Добавить в цитаты Настройки чтения

Страница 13 из 16

Что касается второй стороны вопроса, то именно в софиологии Булгакова возникает парадоксальная ситуация. Булгаков, с одной стороны упорно настаивая на асофийности Канта, начиная от первого своего софиологического текста, «Философии хозяйства», как минимум постоянно пользуется кантовской терминологией, причем не случайно, а применительно к определениям главного своего объекта, самой Софии. В диспозициях текста он постоянно привязывает ее к платоническим ориентировкам, но определяет при этом в кантовской терминологии! Она – «трансцендентальный субъект хозяйства», который тот же самый, что и «трансцендентальный субъект познания», и он же трансцендентальный субъект культуры, но только не как кантовский методологический конструкт, а in concrete, как универсальную персону-деятеля, сущее Всечеловечество Владимира Соловьева.

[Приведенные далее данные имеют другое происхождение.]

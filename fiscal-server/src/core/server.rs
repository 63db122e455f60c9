use anyhow::Context;
use tracing::info;

use crate::api;
use crate::core::{Config, ServerState};

/// HTTP server lifecycle
pub struct Server {
    state: ServerState,
}

impl Server {
    pub fn new(config: Config) -> Self {
        Self {
            state: ServerState::initialize(config),
        }
    }

    pub fn with_state(state: ServerState) -> Self {
        Self { state }
    }

    /// Bind and serve until ctrl-c.
    pub async fn run(self) -> anyhow::Result<()> {
        let port = self.state.config.http_port;
        let app = api::build_app(self.state);

        let listener = tokio::net::TcpListener::bind(("0.0.0.0", port))
            .await
            .with_context(|| format!("could not bind HTTP port {port}"))?;
        info!(port, "fiscal print server listening");

        axum::serve(listener, app)
            .with_graceful_shutdown(shutdown_signal())
            .await
            .context("HTTP server terminated abnormally")?;

        info!("fiscal print server stopped");
        Ok(())
    }
}

async fn shutdown_signal() {
    if let Err(e) = tokio::signal::ctrl_c().await {
        tracing::error!(error = %e, "could not install ctrl-c handler");
    }
}
//! Playlist tree model for a Commodore 64 SID music player.
//!
//! This crate owns the data model behind a player's playlist view: main
//! songs, the subsongs packed into their files, the currently active item,
//! and the navigation queries a playback engine uses to decide what to play
//! next. It holds no reference to any GUI toolkit; presentation layers
//! drain a change event queue instead.

pub mod playlist;

pub use playlist::{
    IconId, ItemAttr, ItemTag, ItemType, NodeKey, Playlist, PlaylistError, PlaylistEvent,
    PlaylistNode, RomRequirement, RomSet,
};
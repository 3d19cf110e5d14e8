//! Playlist errors

use std::{error::Error, fmt, path::PathBuf};

#[derive(Debug, Clone)]
pub enum PlaylistError {
    /// Lookup by path found nothing. A common condition after removal,
    /// callers are expected to handle it.
    NotFound { filepath: PathBuf },
    /// A subsong index referenced no existing child.
    InvalidIndex,
}

impl Error for PlaylistError {}

impl fmt::Display for PlaylistError {
    fn fmt(&self, f: &mut fmt::Formatter<'_>) -> fmt::Result {
        match self {
            Self::NotFound { filepath } => write!(f, "Not in the playlist: {filepath:?}"),
            Self::InvalidIndex => write!(f, "Subsong index out of range"),
        }
    }
}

То же продолжается и в «Свете Невечернем»: рассматривая миф как особую достоверность и самоочевидность откровения, Булгаков определяет его как «синтетическое религиозное суждение apriori»[71]. В мифе, говорит он, «откровение трансцендентного, высшего мира совершается непосредственно», в нем «констатируется встреча мира имманентного, – человеческого сознания, и мира трансцендентного, божественного»[72].

«Свет Невечерний» и вообще открывается кантианским вопросом «Как возможна религия?». Отметив, что наибольшую близость эта проблема имеет к содержанию третьей критики Канта, именно к анализу эстетического суждения, Булгаков далее неожиданно заявляет, что эстетическая теория Канта здесь вообще-то ни при чем. Речь идет лишь о правомерности постановки вопроса как возможна религия в трансцендентальном смысле, а такое право имеется, коль скоро оно действует в отношении науки, этики и эстетики.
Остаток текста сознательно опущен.